"ATI's progress on the 360 chip"

Initial target was 300MHz, then it moved to 250MHz then finally 233MHz when they figured out yeild. I'm still of the opinion that the very initial 300MHz target was based on the projection that 130nm would be ready, but the drop to the initial 250MHz was on the realisation that it would have to be based on 150nm.
 
DaveBaumann said:
Initial target was 300MHz, then it moved to 250MHz then finally 233MHz when they figured out yeild. I'm still of the opinion that the very initial 300MHz target was based on the projection that 130nm would be ready, but the drop to the initial 250MHz was on the realisation that it would have to be based on 150nm.

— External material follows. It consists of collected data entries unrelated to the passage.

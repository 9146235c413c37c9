//! Pipeline Orchestrator — drives one screening run end to end.
//!
//! Interpretation and search run once, synchronously; their outputs become
//! shared read-only input for a bounded worker pool that runs Parse → Analyze
//! per candidate. One candidate's failure never aborts the run: it is
//! recorded as a typed failure marker and processing continues. Candidates
//! already present in the result store are skipped, which makes an
//! interrupted run resumable.

use std::sync::Arc;

use tokio::sync::{watch, Semaphore};
use tokio::task::JoinSet;
use tracing::{debug, error, info, warn};
use uuid::Uuid;

use crate::analyzer::{Classification, ResumeAnalyzer};
use crate::crawler::{CandidateReference, CandidateSource};
use crate::errors::PipelineError;
use crate::interpreter::{BriefInterpreter, CriteriaBundle};
use crate::parser;
use crate::store::{CandidateOutcome, FailedStage, PipelineRunResult, RunStore};

/// End-of-run report: classification counts plus bookkeeping.
#[derive(Debug, Clone, PartialEq, Eq)]
pub struct RunSummary {
    pub run_id: Uuid,
    /// Candidates returned by the search step.
    pub total_candidates: usize,
    pub matched: usize,
    pub conditional: usize,
    pub rejected: usize,
    pub failed: usize,
    /// Candidates skipped because the store already held a record for them.
    pub skipped: usize,
    /// Dispatch stopped early by the cancellation signal.
    pub cancelled: bool,
    /// The search step hit its result cap with more results available.
    pub partial_search: bool,
}

impl RunSummary {
    fn new(run_id: Uuid) -> Self {
        Self {
            run_id,
            total_candidates: 0,
            matched: 0,
            conditional: 0,
            rejected: 0,
            failed: 0,
            skipped: 0,
            cancelled: false,
            partial_search: false,
        }
    }

    /// Records processed this run (excluding skips).
    pub fn processed(&self) -> usize {
        self.matched + self.conditional + self.rejected + self.failed
    }
}

/// What one worker reports back for tallying.
enum WorkerOutcome {
    Classified(Classification),
    Failed,
}

pub struct Pipeline {
    interpreter: Arc<dyn BriefInterpreter>,
    source: Arc<dyn CandidateSource>,
    analyzer: Arc<dyn ResumeAnalyzer>,
    store: Arc<RunStore>,
    concurrency: usize,
    /// Mode label stamped on failure markers (scored records carry the
    /// verdict's own mode).
    mode_label: String,
}

impl Pipeline {
    pub fn new(
        interpreter: Arc<dyn BriefInterpreter>,
        source: Arc<dyn CandidateSource>,
        analyzer: Arc<dyn ResumeAnalyzer>,
        store: Arc<RunStore>,
        concurrency: usize,
        mode_label: String,
    ) -> Self {
        Self {
            interpreter,
            source,
            analyzer,
            store,
            concurrency: concurrency.max(1),
            mode_label,
        }
    }

    /// Runs the full screening pipeline for one hiring brief.
    ///
    /// The cancellation signal stops dispatch of new candidates; in-flight
    /// candidates finish (or time out under their own transport policy).
    pub async fn run(
        &self,
        brief: &str,
        cancel: watch::Receiver<bool>,
    ) -> Result<RunSummary, PipelineError> {
        let run_id = Uuid::new_v4();
        let mut summary = RunSummary::new(run_id);
        info!(%run_id, "starting screening run");

        let interpretation = self.interpreter.interpret(brief).await?;
        let bundle = Arc::new(interpretation.bundle);
        info!(
            required = bundle.required.len(),
            preferred = bundle.preferred.len(),
            seniority = ?bundle.min_seniority,
            location = ?bundle.location,
            "brief interpreted"
        );

        let outcome = self.source.search(&interpretation.payload).await?;
        summary.total_candidates = outcome.candidates.len();
        summary.partial_search = outcome.partial;
        if outcome.partial {
            warn!("search results truncated at the configured result cap");
        }

        let semaphore = Arc::new(Semaphore::new(self.concurrency));
        let mut workers = JoinSet::new();

        for candidate in outcome.candidates {
            if self.store.contains(&candidate.id) {
                debug!(candidate = %candidate.id, "already processed; skipping");
                summary.skipped += 1;
                continue;
            }
            if *cancel.borrow() {
                info!("cancellation requested; halting dispatch");
                summary.cancelled = true;
                break;
            }

            let permit = semaphore
                .clone()
                .acquire_owned()
                .await
                .expect("worker semaphore closed");
            let bundle = Arc::clone(&bundle);
            let analyzer = Arc::clone(&self.analyzer);
            let store = Arc::clone(&self.store);
            let mode_label = self.mode_label.clone();
            workers.spawn(async move {
                let _permit = permit;
                process_candidate(candidate, &bundle, analyzer.as_ref(), &store, &mode_label).await
            });
        }

        while let Some(joined) = workers.join_next().await {
            match joined {
                Ok(WorkerOutcome::Classified(Classification::Match)) => summary.matched += 1,
                Ok(WorkerOutcome::Classified(Classification::Conditional)) => {
                    summary.conditional += 1
                }
                Ok(WorkerOutcome::Classified(Classification::Reject)) => summary.rejected += 1,
                Ok(WorkerOutcome::Failed) => summary.failed += 1,
                Err(e) => {
                    error!("worker task failed: {e}");
                    summary.failed += 1;
                }
            }
        }

        info!(
            %run_id,
            total = summary.total_candidates,
            processed = summary.processed(),
            matched = summary.matched,
            conditional = summary.conditional,
            rejected = summary.rejected,
            failed = summary.failed,
            skipped = summary.skipped,
            cancelled = summary.cancelled,
            partial_search = summary.partial_search,
            "screening run finished"
        );
        Ok(summary)
    }
}

/// Parse → Analyze → persist for one candidate. Never propagates an error:
/// failures become typed markers in the store.
async fn process_candidate(
    candidate: CandidateReference,
    bundle: &CriteriaBundle,
    analyzer: &dyn ResumeAnalyzer,
    store: &RunStore,
    mode_label: &str,
) -> WorkerOutcome {
    debug!(candidate = %candidate.id, "processing");

    let (outcome, record) = match parser::parse(&candidate.resume_text) {
        Ok(resume) => {
            let verdict = analyzer.analyze(bundle, &resume).await;
            debug!(
                candidate = %candidate.id,
                classification = ?verdict.classification,
                score = verdict.score,
                "verdict recorded"
            );
            let outcome = WorkerOutcome::Classified(verdict.classification);
            let record = PipelineRunResult {
                candidate_id: candidate.id.clone(),
                mode: verdict.mode.label().to_string(),
                outcome: CandidateOutcome::Scored { verdict },
                recorded_at: chrono::Utc::now(),
            };
            (outcome, record)
        }
        Err(e) => {
            warn!(candidate = %candidate.id, error = %e, "resume unusable");
            let record = PipelineRunResult {
                candidate_id: candidate.id.clone(),
                mode: mode_label.to_string(),
                outcome: CandidateOutcome::Failed {
                    stage: FailedStage::Parse,
                    message: e.to_string(),
                },
                recorded_at: chrono::Utc::now(),
            };
            (WorkerOutcome::Failed, record)
        }
    };

    match store.append(&record) {
        Ok(_) => outcome,
        Err(e) => {
            error!(candidate = %candidate.id, "failed to persist result: {e}");
            WorkerOutcome::Failed
        }
    }
}

#[cfg(test)]
mod tests {
    use super::*;
    use crate::analyzer::{RuleAnalyzer, Thresholds};
    use crate::crawler::{SearchOutcome, SourceMeta};
    use crate::errors::SearchError;
    use crate::interpreter::{HeuristicInterpreter, SearchPayload, Vocabulary};
    use async_trait::async_trait;

    struct StaticSource {
        candidates: Vec<CandidateReference>,
        partial: bool,
    }

    #[async_trait]
    impl CandidateSource for StaticSource {
        async fn search(&self, _payload: &SearchPayload) -> Result<SearchOutcome, SearchError> {
            Ok(SearchOutcome {
                candidates: self.candidates.clone(),
                partial: self.partial,
            })
        }
    }

    fn candidate(id: &str, resume_text: &str) -> CandidateReference {
        CandidateReference {
            id: id.to_string(),
            resume_text: resume_text.to_string(),
            source: SourceMeta {
                site: "test-board".to_string(),
                updated_at: None,
            },
        }
    }

    fn pipeline_with(
        store: Arc<RunStore>,
        candidates: Vec<CandidateReference>,
        partial: bool,
    ) -> Pipeline {
        Pipeline::new(
            Arc::new(HeuristicInterpreter::new(Vocabulary::builtin(), 20)),
            Arc::new(StaticSource { candidates, partial }),
            Arc::new(RuleAnalyzer::new(Thresholds::default())),
            store,
            2,
            "mock".to_string(),
        )
    }

    fn cancel_rx() -> watch::Receiver<bool> {
        // The receiver keeps serving the last value after the sender drops.
        watch::channel(false).1
    }

    const BRIEF: &str = "Senior Go engineer, required: Go, Kubernetes";

    #[tokio::test]
    async fn test_every_candidate_gets_a_record() {
        let dir = tempfile::tempdir().unwrap();
        let store = Arc::new(RunStore::open(&dir.path().join("r.jsonl")).unwrap());
        let pipeline = pipeline_with(
            store.clone(),
            vec![
                candidate("a", "Skills\nGo, Kubernetes"),
                candidate("b", "Skills\nPHP"),
                candidate("c", ""), // unusable → failure marker
            ],
            false,
        );

        let summary = pipeline.run(BRIEF, cancel_rx()).await.unwrap();
        assert_eq!(summary.total_candidates, 3);
        assert_eq!(summary.matched, 1);
        assert_eq!(summary.rejected, 1);
        assert_eq!(summary.failed, 1);
        assert_eq!(summary.processed(), 3);
        // No candidate silently dropped.
        assert_eq!(store.seen_count(), 3);
    }

    #[tokio::test]
    async fn test_rerun_skips_persisted_candidates() {
        let dir = tempfile::tempdir().unwrap();
        let path = dir.path().join("r.jsonl");
        let store = Arc::new(RunStore::open(&path).unwrap());
        let candidates = vec![
            candidate("a", "Skills\nGo, Kubernetes"),
            candidate("b", "Skills\nGo"),
        ];

        let first = pipeline_with(store.clone(), candidates.clone(), false)
            .run(BRIEF, cancel_rx())
            .await
            .unwrap();
        assert_eq!(first.processed(), 2);

        let store = Arc::new(RunStore::open(&path).unwrap());
        let second = pipeline_with(store, candidates, false)
            .run(BRIEF, cancel_rx())
            .await
            .unwrap();
        assert_eq!(second.skipped, 2);
        assert_eq!(second.processed(), 0);
    }

    #[tokio::test]
    async fn test_resumed_run_preserves_existing_records_byte_for_byte() {
        let dir = tempfile::tempdir().unwrap();
        let path = dir.path().join("r.jsonl");

        // First run persists 2 of the eventual 5 candidates, then "crashes".
        let store = Arc::new(RunStore::open(&path).unwrap());
        let first_batch = vec![
            candidate("a", "Skills\nGo, Kubernetes"),
            candidate("b", "Skills\nGo"),
        ];
        pipeline_with(store, first_batch.clone(), false)
            .run(BRIEF, cancel_rx())
            .await
            .unwrap();
        let bytes_before = std::fs::read(&path).unwrap();

        // Restarted run sees all 5 candidates; only the remaining 3 are new.
        let mut all = first_batch;
        all.push(candidate("c", "Skills\nKubernetes"));
        all.push(candidate("d", "Skills\nRust"));
        all.push(candidate("e", "Skills\nGo, Kubernetes, Docker"));
        let store = Arc::new(RunStore::open(&path).unwrap());
        let summary = pipeline_with(store, all, false)
            .run(BRIEF, cancel_rx())
            .await
            .unwrap();

        assert_eq!(summary.skipped, 2);
        assert_eq!(summary.processed(), 3);

        let bytes_after = std::fs::read(&path).unwrap();
        assert!(bytes_after.starts_with(&bytes_before));
        assert_eq!(crate::store::load_records(&path).unwrap().len(), 5);
    }

    #[tokio::test]
    async fn test_cancellation_stops_dispatch() {
        let dir = tempfile::tempdir().unwrap();
        let store = Arc::new(RunStore::open(&dir.path().join("r.jsonl")).unwrap());
        let pipeline = pipeline_with(
            store.clone(),
            (0..10)
                .map(|i| candidate(&format!("c{i}"), "Skills\nGo"))
                .collect(),
            false,
        );

        let (tx, rx) = watch::channel(true); // cancelled before dispatch
        let summary = pipeline.run(BRIEF, rx).await.unwrap();
        drop(tx);
        assert!(summary.cancelled);
        assert_eq!(summary.processed(), 0);
        assert_eq!(store.seen_count(), 0);
    }

    #[tokio::test]
    async fn test_partial_search_is_surfaced() {
        let dir = tempfile::tempdir().unwrap();
        let store = Arc::new(RunStore::open(&dir.path().join("r.jsonl")).unwrap());
        let pipeline = pipeline_with(store, vec![candidate("a", "Skills\nGo")], true);

        let summary = pipeline.run(BRIEF, cancel_rx()).await.unwrap();
        assert!(summary.partial_search);
    }
}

You learn something new every day. Well that's cleared that up then.
 
DaveBaumann said:
Initial target was 300MHz, then it moved to 250MHz then finally 233MHz when they figured out yeild. I'm still of the opinion that the very initial 300MHz target was based on the projection that 130nm would be ready, but the drop to the initial 250MHz was on the realisation that it would have to be based on 150nm.
hmm.. I hadn't known about that either, thanx for the info., DaveBaumann
 
I think Allard was saying 300Mhz became 250Mhz and finally 233Mhz. 300Mhz was early.


ah here we go:

IGN Xbox: Last year Seamus Blackley was quoted as saying in an interview with us that "The only changes that you'd ever possibly see -- and I think that the probability of there being any changes is extraordinarily low -- would be upgrades to system performance." What happened?

J. Allard: The honest truth is that the goal that we always had for the system was 3x the graphical and computational performance of PlayStation 2. Initially, we thought that a 600MHz CPU and a 300MHz GPU was about right -- and that was in March. Now that Nvidia's got the NV20 in production, and we've got NV20 cards working with the operating system out in dev kits, and we've got games up and running on NV20s, we learned a bit more about the production and the manufacturing, and we decided that the 250MHz combined with the 733MHz is really the right balance. We'll still hit the 3x, but we guessed bad with the 300Mhz.
 
Alstrong said:
I think Allard was saying 300Mhz became 250Mhz and finally 233Mhz. 300Mhz was early.


ah here we go:

IGN Xbox: Last year Seamus Blackley was quoted as saying in an interview with us that "The only changes that you'd ever possibly see -- and I think that the probability of there being any changes is extraordinarily low -- would be upgrades to system performance." What happened?

J. Allard: The honest truth is that the goal that we always had for the system was 3x the graphical and computational performance of PlayStation 2. Initially, we thought that a 600MHz CPU and a 300MHz GPU was about right -- and that was in March. Now that Nvidia's got the NV20 in production, and we've got NV20 cards working with the operating system out in dev kits, and we've got games up and running on NV20s, we learned a bit more about the production and the manufacturing, and we decided that the 250MHz combined with the 733MHz is really the right balance. We'll still hit the 3x, but we guessed bad with the 300Mhz.